第89話 九州をあとに


     ◇


「というか、本当にいいのか?」


 わたしは手にした槍を弄びながら、改めて確認してみる。


「武士に二言はござらん」


 きっぱりとそう告げるのは、後藤基次その人である。


「ふうん」


 本人がそう言うのならまあいいか。


 わたしが持っているのは、全長十尺六分はあろうかという大身槍だ。

 今のわたしの身長が四尺ちょっとであることを踏まえれば、当然倍以上の長さがあることになる。


 どう見ても、わたしには不釣り合いな槍だった。


「まあ、使えないこともないが……」


 その槍を振り回しつつ、わたしはうーんと考える。

 無造作に槍を振り回すわたしを呆れたように見返すのは、基次を始めとする家臣どもだ。

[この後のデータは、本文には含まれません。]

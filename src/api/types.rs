//! Request and response envelope types

use crate::types::Method;
use serde_json::Value;

/// Google API a request is addressed to
#[derive(Debug, Clone, Copy, PartialEq, Eq, Hash)]
pub enum ApiService {
    /// Classroom API v1
    Classroom,
    /// Admin SDK Reports API v1
    Reports,
    /// Admin SDK Directory API v1
    Directory,
}

impl ApiService {
    /// Production base URL
    pub fn default_base_url(self) -> &'static str {
        match self {
            ApiService::Classroom => "https://classroom.googleapis.com/v1",
            ApiService::Reports => "https://admin.googleapis.com/admin/reports/v1",
            ApiService::Directory => "https://admin.googleapis.com/admin/directory/v1",
        }
    }
}

/// An unexecuted API request
#[derive(Debug, Clone, PartialEq)]
pub struct ApiRequest {
    /// Target service
    pub service: ApiService,
    /// HTTP method
    pub method: Method,
    /// Path relative to the service base URL
    pub path: String,
    /// Query parameters in insertion order
    pub query: Vec<(String, String)>,
    /// JSON body
    pub body: Option<Value>,
}

impl ApiRequest {
    /// Create a request
    pub fn new(service: ApiService, method: Method, path: impl Into<String>) -> Self {
        Self {
            service,
            method,
            path: path.into(),
            query: Vec::new(),
            body: None,
        }
    }

    /// Create a GET request
    pub fn get(service: ApiService, path: impl Into<String>) -> Self {
        Self::new(service, Method::GET, path)
    }

    /// Add a query parameter
    #[must_use]
    pub fn query(mut self, key: impl Into<String>, value: impl Into<String>) -> Self {
        self.query.push((key.into(), value.into()));
        self
    }

    /// Add a query parameter when a value is present
    #[must_use]
    pub fn query_opt(self, key: impl Into<String>, value: Option<impl Into<String>>) -> Self {
        match value {
            Some(v) => self.query(key, v),
            None => self,
        }
    }

    /// Set JSON body
    #[must_use]
    pub fn json(mut self, body: Value) -> Self {
        self.body = Some(body);
        self
    }

    /// Look up a query parameter
    pub fn query_value(&self, key: &str) -> Option<&str> {
        self.query
            .iter()
            .find(|(k, _)| k == key)
            .map(|(_, v)| v.as_str())
    }
}

/// Per-request failure reported by the remote API
#[derive(Debug, Clone, PartialEq, Eq)]
pub struct ApiError {
    /// HTTP status code
    pub status: u16,
    /// Error body or message
    pub message: String,
}

impl ApiError {
    /// Create an API error
    pub fn new(status: u16, message: impl Into<String>) -> Self {
        Self {
            status,
            message: message.into(),
        }
    }

    /// Quota exhausted
    pub fn is_quota_exceeded(&self) -> bool {
        self.status == 429
    }

    /// Internal server error
    pub fn is_internal(&self) -> bool {
        self.status == 500
    }
}

impl std::fmt::Display for ApiError {
    fn fmt(&self, f: &mut std::fmt::Formatter<'_>) -> std::fmt::Result {
        write!(f, "HTTP {}: {}", self.status, self.message)
    }
}

/// One resolved request of a batch
#[derive(Debug, Clone, PartialEq)]
pub struct BatchResponse {
    /// Request id it answers
    pub id: String,
    /// Response body or failure
    pub result: std::result::Result<Value, ApiError>,
}

impl BatchResponse {
    /// Successful response
    pub fn ok(id: impl Into<String>, body: Value) -> Self {
        Self {
            id: id.into(),
            result: Ok(body),
        }
    }

    /// Failed response
    pub fn err(id: impl Into<String>, status: u16, message: impl Into<String>) -> Self {
        Self {
            id: id.into(),
            result: Err(ApiError::new(status, message)),
        }
    }
}
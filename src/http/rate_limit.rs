//! Rate limiting implementation
//!
//! Uses the governor crate for token bucket rate limiting. Paces individual
//! requests inside a batch; quota exhaustion across batches is handled by
//! the pull engine's cooldown.

use governor::clock::DefaultClock;
use governor::middleware::NoOpMiddleware;
use governor::state::{InMemoryState, NotKeyed};
use governor::{Quota, RateLimiter as Governor};
use serde::{Deserialize, Serialize};
use std::num::NonZeroU32;
use std::sync::Arc;

/// Configuration for rate limiting
#[derive(Debug, Clone, PartialEq, Eq, Serialize, Deserialize)]
pub struct RateLimiterConfig {
    /// Maximum number of requests per second
    pub requests_per_second: u32,
    /// Burst size (max tokens in bucket)
    pub burst_size: u32,
}

impl Default for RateLimiterConfig {
    fn default() -> Self {
        Self {
            requests_per_second: 50,
            burst_size: 50,
        }
    }
}

impl RateLimiterConfig {
    /// Create a new rate limiter config
    pub fn new(requests_per_second: u32, burst_size: u32) -> Self {
        Self {
            requests_per_second,
            burst_size,
        }
    }
}

/// Token bucket rate limiter
#[derive(Clone)]
pub struct RateLimiter {
    limiter: Arc<Governor<NotKeyed, InMemoryState, DefaultClock, NoOpMiddleware>>,
}

impl RateLimiter {
    /// Create a new rate limiter with the given config
    pub fn new(config: &RateLimiterConfig) -> Self {
        let rate = NonZeroU32::new(config.requests_per_second).unwrap_or(NonZeroU32::MIN);
        let burst = NonZeroU32::new(config.burst_size).unwrap_or(NonZeroU32::MIN);
        let quota = Quota::per_second(rate).allow_burst(burst);

        Self {
            limiter: Arc::new(Governor::direct(quota)),
        }
    }

    /// Wait until a request can be made
    pub async fn wait(&self) {
        self.limiter.until_ready().await;
    }

    /// Try to acquire a permit, returning immediately
    pub fn try_acquire(&self) -> bool {
        self.limiter.check().is_ok()
    }
}

impl Default for RateLimiter {
    fn default() -> Self {
        Self::new(&RateLimiterConfig::default())
    }
}

impl std::fmt::Debug for RateLimiter {
    fn fmt(&self, f: &mut std::fmt::Formatter<'_>) -> std::fmt::Result {
        f.debug_struct("RateLimiter").finish()
    }
}
//! CLI module
//!
//! Command-line interface for pulls, syncs and exports.
//!
//! # Commands
//!
//! - `run` - Run everything enabled in the configuration
//! - `pull` - Pull entities into the warehouse
//! - `sync` - Push roster CSV files to Classroom
//! - `export` - Write a warehouse table to Parquet
//! - `tables` - List warehouse tables

mod commands;
mod runner;

pub use commands::{Cli, Commands, OutputFormat, PullArgs, SyncArgs};
pub use runner::{summary_message, Runner};

#[cfg(test)]
mod tests;
//! Entity catalog
//!
//! Every pulled entity is a row in this table: column schema, temporal
//! columns, response key, default batch size and partitioning. The
//! per-entity behavior lives in small pure functions dispatched on
//! `EntityKind`:
//!
//! - `list_request` builds the list call for one page of one partition
//! - `preprocess` reshapes raw records before flattening
//! - `filter` drops rows after reindexing
//! - `create_request` / `delete_request` build sync mutations

mod mutation;
mod preprocess;
mod request;

pub use mutation::{create_request, delete_request};
pub use preprocess::{filter, preprocess};
pub use request::list_request;

use crate::error::{Error, Result};
use chrono::{NaiveDate, NaiveDateTime};
use std::fmt;
use std::str::FromStr;

/// Default table name prefix in the warehouse
pub const TABLE_PREFIX: &str = "GoogleClassroom_";

/// Default page size for list calls
pub const PAGE_SIZE: u32 = 1000;

/// Every entity the crate can pull
#[derive(Debug, Clone, Copy, PartialEq, Eq, Hash)]
pub enum EntityKind {
    OrgUnits,
    StudentUsage,
    Guardians,
    GuardianInvites,
    Courses,
    CourseAliases,
    Topics,
    CourseWork,
    Students,
    Teachers,
    StudentSubmissions,
    Invitations,
    Announcements,
    Meet,
}

impl EntityKind {
    /// All entities in pull order
    pub const ALL: [EntityKind; 14] = [
        EntityKind::OrgUnits,
        EntityKind::StudentUsage,
        EntityKind::Guardians,
        EntityKind::GuardianInvites,
        EntityKind::Courses,
        EntityKind::Topics,
        EntityKind::CourseWork,
        EntityKind::Students,
        EntityKind::Teachers,
        EntityKind::StudentSubmissions,
        EntityKind::CourseAliases,
        EntityKind::Invitations,
        EntityKind::Announcements,
        EntityKind::Meet,
    ];

    /// Entities that support roster sync
    pub const SYNCABLE: [EntityKind; 3] = [
        EntityKind::Courses,
        EntityKind::Students,
        EntityKind::Teachers,
    ];

    /// Static descriptor
    pub fn descriptor(self) -> &'static EntityDescriptor {
        match self {
            EntityKind::OrgUnits => &ORG_UNITS,
            EntityKind::StudentUsage => &STUDENT_USAGE,
            EntityKind::Guardians => &GUARDIANS,
            EntityKind::GuardianInvites => &GUARDIAN_INVITES,
            EntityKind::Courses => &COURSES,
            EntityKind::CourseAliases => &COURSE_ALIASES,
            EntityKind::Topics => &TOPICS,
            EntityKind::CourseWork => &COURSE_WORK,
            EntityKind::Students => &STUDENTS,
            EntityKind::Teachers => &TEACHERS,
            EntityKind::StudentSubmissions => &STUDENT_SUBMISSIONS,
            EntityKind::Invitations => &INVITATIONS,
            EntityKind::Announcements => &ANNOUNCEMENTS,
            EntityKind::Meet => &MEET,
        }
    }

    /// Entity name, also the table suffix
    pub fn name(self) -> &'static str {
        self.descriptor().name
    }

    /// Warehouse table name with the given prefix
    pub fn table_name(self, prefix: &str) -> String {
        format!("{prefix}{}", self.name())
    }
}

impl fmt::Display for EntityKind {
    fn fmt(&self, f: &mut fmt::Formatter<'_>) -> fmt::Result {
        f.write_str(self.name())
    }
}

impl FromStr for EntityKind {
    type Err = Error;

    fn from_str(s: &str) -> Result<Self> {
        let wanted = s.replace(['_', '-'], "");
        EntityKind::ALL
            .into_iter()
            .find(|kind| kind.name().eq_ignore_ascii_case(&wanted))
            .ok_or_else(|| Error::invalid_value("entity", format!("unknown entity '{s}'")))
    }
}

/// How an entity's requests are fanned out
#[derive(Debug, Clone, Copy, PartialEq, Eq)]
pub enum Partitioning {
    /// One request chain
    None,
    /// One request chain per course id
    ByCourse,
    /// One request chain per day
    ByDate,
}

/// Sync settings for entities that support roster sync
#[derive(Debug, Clone, Copy, PartialEq, Eq)]
pub struct SyncSpec {
    /// Columns matched between desired and current state
    pub join_keys: &'static [&'static str],
    /// Whether rows missing from the desired state are removed remotely
    pub delete_on_sync: bool,
}

/// Static configuration of one entity
#[derive(Debug, Clone, PartialEq, Eq)]
pub struct EntityDescriptor {
    pub kind: EntityKind,
    pub name: &'static str,
    /// Target schema, in order
    pub columns: &'static [&'static str],
    /// Columns coerced to timestamps
    pub date_columns: &'static [&'static str],
    /// Response key holding the record list
    pub request_key: &'static str,
    pub batch_size: usize,
    /// The response omits courseId, so it comes from the request
    pub inject_course_id: bool,
    pub partitioning: Partitioning,
    pub sync: Option<SyncSpec>,
}

/// Runtime values entity functions depend on
#[derive(Debug, Clone, PartialEq, Eq)]
pub struct EntityContext {
    /// Page size for list calls
    pub page_size: u32,
    /// Org unit restricting usage reports
    pub org_unit_id: Option<String>,
    /// Lower bound for Meet activity
    pub meet_start_time: Option<String>,
    /// Import date stamped on usage rows
    pub today: NaiveDate,
    /// Courses last updated before this are dropped
    pub school_year_start: NaiveDateTime,
    /// Org unit name kept by the OrgUnits filter
    pub student_org_unit: Option<String>,
}

impl Default for EntityContext {
    fn default() -> Self {
        Self {
            page_size: PAGE_SIZE,
            org_unit_id: None,
            meet_start_time: None,
            today: chrono::Local::now().date_naive(),
            school_year_start: NaiveDateTime::default(),
            student_org_unit: None,
        }
    }
}

const STUDENT_COLUMNS: &[&str] = &["courseId", "userId", "fullName", "emailAddress"];
const ROSTER_JOIN_KEYS: &[&str] = &["alias", "emailAddress"];

static ORG_UNITS: EntityDescriptor = EntityDescriptor {
    kind: EntityKind::OrgUnits,
    name: "OrgUnits",
    columns: &["name", "description", "orgUnitPath", "orgUnitId"],
    date_columns: &[],
    request_key: "organizationUnits",
    batch_size: 1000,
    inject_course_id: false,
    partitioning: Partitioning::None,
    sync: None,
};

static STUDENT_USAGE: EntityDescriptor = EntityDescriptor {
    kind: EntityKind::StudentUsage,
    name: "StudentUsage",
    columns: &["Email", "AsOfDate", "LastUsedTime", "ImportDate"],
    date_columns: &["AsOfDate", "LastUsedTime", "ImportDate"],
    request_key: "usageReports",
    batch_size: 1000,
    inject_course_id: false,
    partitioning: Partitioning::ByDate,
    sync: None,
};

static GUARDIANS: EntityDescriptor = EntityDescriptor {
    kind: EntityKind::Guardians,
    name: "Guardians",
    columns: &["studentId", "guardianId", "invitedEmailAddress"],
    date_columns: &[],
    request_key: "guardians",
    batch_size: 1000,
    inject_course_id: false,
    partitioning: Partitioning::None,
    sync: None,
};

static GUARDIAN_INVITES: EntityDescriptor = EntityDescriptor {
    kind: EntityKind::GuardianInvites,
    name: "GuardianInvites",
    columns: &[
        "studentId",
        "invitationId",
        "invitedEmailAddress",
        "state",
        "creationTime",
    ],
    date_columns: &["creationTime"],
    request_key: "guardianInvitations",
    batch_size: 1000,
    inject_course_id: false,
    partitioning: Partitioning::None,
    sync: None,
};

static COURSES: EntityDescriptor = EntityDescriptor {
    kind: EntityKind::Courses,
    name: "Courses",
    columns: &[
        "id",
        "name",
        "courseGroupEmail",
        "courseState",
        "creationTime",
        "description",
        "descriptionHeading",
        "enrollmentCode",
        "guardiansEnabled",
        "ownerId",
        "room",
        "section",
        "teacherGroupEmail",
        "updateTime",
        "calendarId",
    ],
    date_columns: &["creationTime", "updateTime"],
    request_key: "courses",
    batch_size: 1000,
    inject_course_id: false,
    partitioning: Partitioning::None,
    sync: Some(SyncSpec {
        join_keys: &["alias", "name", "section"],
        delete_on_sync: true,
    }),
};

static COURSE_ALIASES: EntityDescriptor = EntityDescriptor {
    kind: EntityKind::CourseAliases,
    name: "CourseAliases",
    columns: &["courseId", "alias"],
    date_columns: &[],
    request_key: "aliases",
    batch_size: 1000,
    inject_course_id: true,
    partitioning: Partitioning::ByCourse,
    sync: None,
};

static TOPICS: EntityDescriptor = EntityDescriptor {
    kind: EntityKind::Topics,
    name: "Topics",
    columns: &["courseId", "topicId", "name", "updateTime"],
    date_columns: &["updateTime"],
    request_key: "topic",
    batch_size: 1000,
    inject_course_id: false,
    partitioning: Partitioning::ByCourse,
    sync: None,
};

static COURSE_WORK: EntityDescriptor = EntityDescriptor {
    kind: EntityKind::CourseWork,
    name: "CourseWork",
    columns: &[
        "courseId",
        "id",
        "title",
        "description",
        "state",
        "alternateLink",
        "creationTime",
        "updateTime",
        "dueDate",
        "maxPoints",
        "workType",
        "assigneeMode",
        "submissionModificationMode",
        "creatorUserId",
        "topicId",
    ],
    date_columns: &["creationTime", "updateTime", "dueDate"],
    request_key: "courseWork",
    batch_size: 120,
    inject_course_id: false,
    partitioning: Partitioning::ByCourse,
    sync: None,
};

static STUDENTS: EntityDescriptor = EntityDescriptor {
    kind: EntityKind::Students,
    name: "Students",
    columns: STUDENT_COLUMNS,
    date_columns: &[],
    request_key: "students",
    batch_size: 1000,
    inject_course_id: false,
    partitioning: Partitioning::ByCourse,
    sync: Some(SyncSpec {
        join_keys: ROSTER_JOIN_KEYS,
        delete_on_sync: true,
    }),
};

static TEACHERS: EntityDescriptor = EntityDescriptor {
    kind: EntityKind::Teachers,
    name: "Teachers",
    columns: STUDENT_COLUMNS,
    date_columns: &[],
    request_key: "teachers",
    batch_size: 1000,
    inject_course_id: false,
    partitioning: Partitioning::ByCourse,
    sync: Some(SyncSpec {
        join_keys: ROSTER_JOIN_KEYS,
        delete_on_sync: false,
    }),
};

static STUDENT_SUBMISSIONS: EntityDescriptor = EntityDescriptor {
    kind: EntityKind::StudentSubmissions,
    name: "StudentSubmissions",
    columns: &[
        "courseId",
        "courseWorkId",
        "id",
        "userId",
        "creationTime",
        "updateTime",
        "state",
        "draftGrade",
        "assignedGrade",
        "courseWorkType",
        "createdTime",
        "turnedInTimestamp",
        "returnedTimestamp",
        "draftMaxPoints",
        "draftGradeTimestamp",
        "draftGraderId",
        "assignedMaxPoints",
        "assignedGradeTimestamp",
        "assignedGraderId",
        "late",
    ],
    date_columns: &[
        "creationTime",
        "updateTime",
        "createdTime",
        "turnedInTimestamp",
        "returnedTimestamp",
        "draftGradeTimestamp",
        "assignedGradeTimestamp",
    ],
    request_key: "studentSubmissions",
    batch_size: 120,
    inject_course_id: false,
    partitioning: Partitioning::ByCourse,
    sync: None,
};

static INVITATIONS: EntityDescriptor = EntityDescriptor {
    kind: EntityKind::Invitations,
    name: "Invitations",
    columns: &["id", "userId", "courseId", "role"],
    date_columns: &[],
    request_key: "invitations",
    batch_size: 1000,
    inject_course_id: false,
    partitioning: Partitioning::ByCourse,
    sync: None,
};

static ANNOUNCEMENTS: EntityDescriptor = EntityDescriptor {
    kind: EntityKind::Announcements,
    name: "Announcements",
    columns: &[
        "id",
        "courseId",
        "text",
        "state",
        "alternateLink",
        "creationTime",
        "updateTime",
        "scheduledTime",
        "assigneeMode",
        "creatorUserId",
    ],
    date_columns: &["creationTime", "updateTime", "scheduledTime"],
    request_key: "announcements",
    batch_size: 1000,
    inject_course_id: false,
    partitioning: Partitioning::ByCourse,
    sync: None,
};

static MEET: EntityDescriptor = EntityDescriptor {
    kind: EntityKind::Meet,
    name: "Meet",
    columns: &[
        "conference_id",
        "device_type",
        "display_name",
        "duration_seconds",
        "endpoint_id",
        "identifier",
        "identifier_type",
        "ip_address",
        "is_external",
        "meeting_code",
        "organizer_email",
        "item_time",
        "event_name",
    ],
    date_columns: &["item_time"],
    request_key: "items",
    batch_size: 1000,
    inject_course_id: false,
    partitioning: Partitioning::None,
    sync: None,
};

「色葉様。危のうございますから無暗に振り回すのはお控え下され」


 小言を言う景成を睨んで黙らせると、そのままひょいっと放り投げ、慌てて景成が受け取った。


「隆基に預けておけ。槍やらは雪葉が得意だったからな。今度土産にでもするか」


 雪葉は薙刀を始めとする、長柄の武器の扱いが得意である。

 あれでばっさばっさと雑兵どもの首を刎ねていたのは、まあ芸術的ですらあった。

 まあ残されるのは凄惨な結果ではあったけど。


「……このような名槍、あまり軽々しく扱われるのは如何かと思いますが」

「うるさい。もうわたしのものなんだから、文句言うな」


 わたしの物言いに、やれやれとぼやく景成は、何とも言えない表情で見守っている基次へと頭を下げた。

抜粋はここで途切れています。